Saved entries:
= = = = = = =

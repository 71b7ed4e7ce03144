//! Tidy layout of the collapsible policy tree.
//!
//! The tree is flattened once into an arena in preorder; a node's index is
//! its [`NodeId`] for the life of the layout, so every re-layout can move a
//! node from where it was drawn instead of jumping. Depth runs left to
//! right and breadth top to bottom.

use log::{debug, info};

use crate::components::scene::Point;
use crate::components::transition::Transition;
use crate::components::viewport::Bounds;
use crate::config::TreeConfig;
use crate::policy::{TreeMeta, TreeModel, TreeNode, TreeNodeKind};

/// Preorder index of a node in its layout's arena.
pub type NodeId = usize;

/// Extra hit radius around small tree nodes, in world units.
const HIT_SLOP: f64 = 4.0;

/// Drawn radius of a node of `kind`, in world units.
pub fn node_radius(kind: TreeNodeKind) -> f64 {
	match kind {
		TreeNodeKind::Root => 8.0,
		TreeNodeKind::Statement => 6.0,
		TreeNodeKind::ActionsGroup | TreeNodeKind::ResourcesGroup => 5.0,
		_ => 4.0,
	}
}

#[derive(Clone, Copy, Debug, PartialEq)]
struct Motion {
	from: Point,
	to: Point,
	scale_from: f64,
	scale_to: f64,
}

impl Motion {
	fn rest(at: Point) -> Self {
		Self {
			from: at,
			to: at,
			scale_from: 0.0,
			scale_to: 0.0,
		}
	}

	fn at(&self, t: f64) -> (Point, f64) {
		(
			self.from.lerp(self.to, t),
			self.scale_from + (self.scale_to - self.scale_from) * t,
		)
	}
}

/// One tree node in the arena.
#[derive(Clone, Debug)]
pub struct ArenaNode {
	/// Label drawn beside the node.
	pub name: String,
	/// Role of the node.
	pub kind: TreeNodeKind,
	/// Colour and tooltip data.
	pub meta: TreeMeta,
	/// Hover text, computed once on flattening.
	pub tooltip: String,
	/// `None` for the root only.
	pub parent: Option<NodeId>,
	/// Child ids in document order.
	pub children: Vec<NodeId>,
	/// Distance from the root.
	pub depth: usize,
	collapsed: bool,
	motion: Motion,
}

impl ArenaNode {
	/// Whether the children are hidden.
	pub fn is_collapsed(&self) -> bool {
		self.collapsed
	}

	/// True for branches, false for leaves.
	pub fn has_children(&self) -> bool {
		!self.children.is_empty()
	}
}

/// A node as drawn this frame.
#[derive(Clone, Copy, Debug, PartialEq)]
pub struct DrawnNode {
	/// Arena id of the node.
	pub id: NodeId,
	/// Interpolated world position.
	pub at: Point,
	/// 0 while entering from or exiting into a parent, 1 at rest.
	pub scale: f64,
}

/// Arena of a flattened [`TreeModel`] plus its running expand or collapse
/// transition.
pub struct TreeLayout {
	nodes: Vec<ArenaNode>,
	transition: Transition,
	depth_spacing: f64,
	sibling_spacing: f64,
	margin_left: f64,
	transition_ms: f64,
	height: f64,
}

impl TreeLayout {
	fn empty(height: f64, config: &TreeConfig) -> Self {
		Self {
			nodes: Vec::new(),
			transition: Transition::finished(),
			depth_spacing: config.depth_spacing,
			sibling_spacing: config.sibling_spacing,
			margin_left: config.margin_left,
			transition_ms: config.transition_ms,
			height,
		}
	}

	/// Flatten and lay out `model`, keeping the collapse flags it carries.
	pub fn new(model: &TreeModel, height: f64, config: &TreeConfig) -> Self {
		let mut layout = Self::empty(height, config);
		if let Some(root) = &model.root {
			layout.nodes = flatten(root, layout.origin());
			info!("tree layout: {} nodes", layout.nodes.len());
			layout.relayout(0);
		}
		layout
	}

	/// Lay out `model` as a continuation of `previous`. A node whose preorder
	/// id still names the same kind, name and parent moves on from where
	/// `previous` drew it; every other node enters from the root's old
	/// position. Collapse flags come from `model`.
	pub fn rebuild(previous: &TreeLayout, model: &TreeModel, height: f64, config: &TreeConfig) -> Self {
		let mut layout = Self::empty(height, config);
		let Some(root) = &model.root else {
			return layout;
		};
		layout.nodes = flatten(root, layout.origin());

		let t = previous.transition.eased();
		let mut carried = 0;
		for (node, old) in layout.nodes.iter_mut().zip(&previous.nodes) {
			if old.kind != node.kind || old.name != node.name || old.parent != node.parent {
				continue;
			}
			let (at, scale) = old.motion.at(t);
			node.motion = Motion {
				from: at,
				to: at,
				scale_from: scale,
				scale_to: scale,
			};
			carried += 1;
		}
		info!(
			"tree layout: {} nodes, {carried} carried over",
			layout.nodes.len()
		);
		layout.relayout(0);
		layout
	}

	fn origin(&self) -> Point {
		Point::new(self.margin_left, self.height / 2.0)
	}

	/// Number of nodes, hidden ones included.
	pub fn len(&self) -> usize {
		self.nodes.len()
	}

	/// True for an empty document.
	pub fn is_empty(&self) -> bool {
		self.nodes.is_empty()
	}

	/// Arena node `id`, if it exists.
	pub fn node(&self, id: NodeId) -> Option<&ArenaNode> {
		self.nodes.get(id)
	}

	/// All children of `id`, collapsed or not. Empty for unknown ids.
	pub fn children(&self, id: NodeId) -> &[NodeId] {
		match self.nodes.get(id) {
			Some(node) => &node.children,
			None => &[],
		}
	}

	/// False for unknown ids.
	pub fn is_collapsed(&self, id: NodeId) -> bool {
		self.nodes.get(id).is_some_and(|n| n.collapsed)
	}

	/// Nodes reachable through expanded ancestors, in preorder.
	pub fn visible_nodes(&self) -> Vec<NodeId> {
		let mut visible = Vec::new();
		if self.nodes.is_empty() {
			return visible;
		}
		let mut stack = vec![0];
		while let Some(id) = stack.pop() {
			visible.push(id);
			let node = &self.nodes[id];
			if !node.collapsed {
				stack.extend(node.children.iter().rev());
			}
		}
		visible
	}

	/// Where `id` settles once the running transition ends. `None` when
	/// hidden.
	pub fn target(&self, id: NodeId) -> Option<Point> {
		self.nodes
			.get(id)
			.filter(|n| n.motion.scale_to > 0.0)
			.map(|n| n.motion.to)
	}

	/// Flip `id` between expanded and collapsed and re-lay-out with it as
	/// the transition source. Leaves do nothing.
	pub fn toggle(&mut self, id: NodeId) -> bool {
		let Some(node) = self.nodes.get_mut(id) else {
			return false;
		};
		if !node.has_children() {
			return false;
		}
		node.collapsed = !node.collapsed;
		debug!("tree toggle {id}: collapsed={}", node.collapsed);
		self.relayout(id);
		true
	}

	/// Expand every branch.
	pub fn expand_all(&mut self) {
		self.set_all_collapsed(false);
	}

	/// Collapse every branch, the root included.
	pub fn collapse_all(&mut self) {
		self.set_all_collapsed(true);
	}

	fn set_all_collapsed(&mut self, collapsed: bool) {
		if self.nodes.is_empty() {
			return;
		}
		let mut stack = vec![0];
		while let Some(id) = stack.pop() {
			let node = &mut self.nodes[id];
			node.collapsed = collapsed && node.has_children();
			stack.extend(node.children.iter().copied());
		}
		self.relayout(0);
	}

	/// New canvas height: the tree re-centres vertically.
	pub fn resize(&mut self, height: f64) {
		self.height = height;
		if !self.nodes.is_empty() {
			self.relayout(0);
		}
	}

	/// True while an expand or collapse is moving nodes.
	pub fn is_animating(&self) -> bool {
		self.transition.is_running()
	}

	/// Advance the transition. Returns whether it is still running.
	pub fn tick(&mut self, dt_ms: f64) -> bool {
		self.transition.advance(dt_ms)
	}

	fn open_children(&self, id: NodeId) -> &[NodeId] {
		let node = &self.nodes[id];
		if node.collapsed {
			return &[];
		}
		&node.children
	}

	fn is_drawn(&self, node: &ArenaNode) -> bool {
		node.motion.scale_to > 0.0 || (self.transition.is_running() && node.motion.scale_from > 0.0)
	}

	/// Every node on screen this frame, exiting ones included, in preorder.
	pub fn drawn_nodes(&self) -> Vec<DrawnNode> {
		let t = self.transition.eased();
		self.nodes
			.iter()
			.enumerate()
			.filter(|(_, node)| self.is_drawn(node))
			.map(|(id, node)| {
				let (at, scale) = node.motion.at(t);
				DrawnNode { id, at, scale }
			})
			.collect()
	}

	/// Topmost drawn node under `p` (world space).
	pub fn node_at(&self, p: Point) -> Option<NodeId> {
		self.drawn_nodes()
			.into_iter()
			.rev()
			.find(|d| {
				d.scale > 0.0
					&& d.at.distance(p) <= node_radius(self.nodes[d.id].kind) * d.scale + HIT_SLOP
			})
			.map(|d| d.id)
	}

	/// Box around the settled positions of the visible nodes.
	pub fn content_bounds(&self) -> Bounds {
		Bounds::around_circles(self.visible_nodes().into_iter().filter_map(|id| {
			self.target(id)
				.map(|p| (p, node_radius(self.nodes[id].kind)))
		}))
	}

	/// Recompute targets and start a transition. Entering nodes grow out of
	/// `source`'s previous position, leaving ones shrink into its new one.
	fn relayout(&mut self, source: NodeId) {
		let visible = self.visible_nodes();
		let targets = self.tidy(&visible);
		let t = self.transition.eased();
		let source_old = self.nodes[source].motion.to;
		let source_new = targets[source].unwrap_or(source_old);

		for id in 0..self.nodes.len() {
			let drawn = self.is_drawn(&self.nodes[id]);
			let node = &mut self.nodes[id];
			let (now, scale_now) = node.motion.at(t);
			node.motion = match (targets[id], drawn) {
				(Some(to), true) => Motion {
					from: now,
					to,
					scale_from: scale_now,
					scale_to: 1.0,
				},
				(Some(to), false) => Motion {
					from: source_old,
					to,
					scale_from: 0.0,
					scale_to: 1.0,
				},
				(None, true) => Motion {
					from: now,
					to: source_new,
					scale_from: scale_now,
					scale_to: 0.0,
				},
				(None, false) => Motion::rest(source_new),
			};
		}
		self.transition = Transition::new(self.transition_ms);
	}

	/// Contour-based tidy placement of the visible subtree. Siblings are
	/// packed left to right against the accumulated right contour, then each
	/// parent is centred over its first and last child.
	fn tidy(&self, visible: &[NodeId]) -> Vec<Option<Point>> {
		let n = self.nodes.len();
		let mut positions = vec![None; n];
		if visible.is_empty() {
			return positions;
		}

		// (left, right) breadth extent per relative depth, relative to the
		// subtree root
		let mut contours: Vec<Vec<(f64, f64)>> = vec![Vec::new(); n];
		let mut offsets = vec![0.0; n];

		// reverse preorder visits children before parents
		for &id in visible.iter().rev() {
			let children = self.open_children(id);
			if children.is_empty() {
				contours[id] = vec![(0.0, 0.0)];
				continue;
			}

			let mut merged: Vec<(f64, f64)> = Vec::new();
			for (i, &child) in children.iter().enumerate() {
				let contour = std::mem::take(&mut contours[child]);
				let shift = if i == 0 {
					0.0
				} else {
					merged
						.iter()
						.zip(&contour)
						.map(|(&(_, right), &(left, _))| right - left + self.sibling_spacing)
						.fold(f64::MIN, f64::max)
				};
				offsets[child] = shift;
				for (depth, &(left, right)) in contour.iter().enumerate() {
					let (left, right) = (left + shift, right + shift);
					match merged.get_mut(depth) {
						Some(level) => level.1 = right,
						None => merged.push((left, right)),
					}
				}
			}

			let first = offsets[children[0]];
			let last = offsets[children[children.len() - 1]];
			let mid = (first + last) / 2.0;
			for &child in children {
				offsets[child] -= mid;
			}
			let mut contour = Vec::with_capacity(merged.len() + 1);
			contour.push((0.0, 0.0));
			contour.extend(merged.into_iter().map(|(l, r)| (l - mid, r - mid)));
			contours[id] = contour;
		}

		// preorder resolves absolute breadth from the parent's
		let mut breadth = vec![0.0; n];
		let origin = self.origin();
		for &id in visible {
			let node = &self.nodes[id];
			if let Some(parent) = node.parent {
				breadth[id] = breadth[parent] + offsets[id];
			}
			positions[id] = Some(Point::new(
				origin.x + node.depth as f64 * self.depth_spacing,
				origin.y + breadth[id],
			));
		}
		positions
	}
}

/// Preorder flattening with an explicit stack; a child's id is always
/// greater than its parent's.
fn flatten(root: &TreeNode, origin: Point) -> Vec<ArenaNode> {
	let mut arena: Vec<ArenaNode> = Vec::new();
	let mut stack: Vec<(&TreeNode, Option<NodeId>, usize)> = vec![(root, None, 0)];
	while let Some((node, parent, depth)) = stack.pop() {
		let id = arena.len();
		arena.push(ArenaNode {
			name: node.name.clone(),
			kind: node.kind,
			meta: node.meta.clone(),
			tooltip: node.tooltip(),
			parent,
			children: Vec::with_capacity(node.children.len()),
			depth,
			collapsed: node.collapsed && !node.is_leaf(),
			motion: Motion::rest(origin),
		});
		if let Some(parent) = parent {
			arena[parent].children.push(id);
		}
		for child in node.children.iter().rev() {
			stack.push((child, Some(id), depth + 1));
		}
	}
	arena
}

= = = = = = =

▶ _ACTIVITY_: Look through the entries and find each line that has the string "height". Copy those lines.

▶ _REPLY TO THE TASK_:
	height: f64,
	fn empty(height: f64, config: &TreeConfig) -> Self {
			height,
	pub fn new(model: &TreeModel, height: f64, config: &TreeConfig) -> Self {
		let mut layout = Self::empty(height, config);
	pub fn rebuild(previous: &TreeLayout, model: &TreeModel, height: f64, config: &TreeConfig) -> Self {
		let mut layout = Self::empty(height, config);
		Point::new(self.margin_left, self.height / 2.0)
	/// New canvas height: the tree re-centres vertically.
	pub fn resize(&mut self, height: f64) {
		self.height = height;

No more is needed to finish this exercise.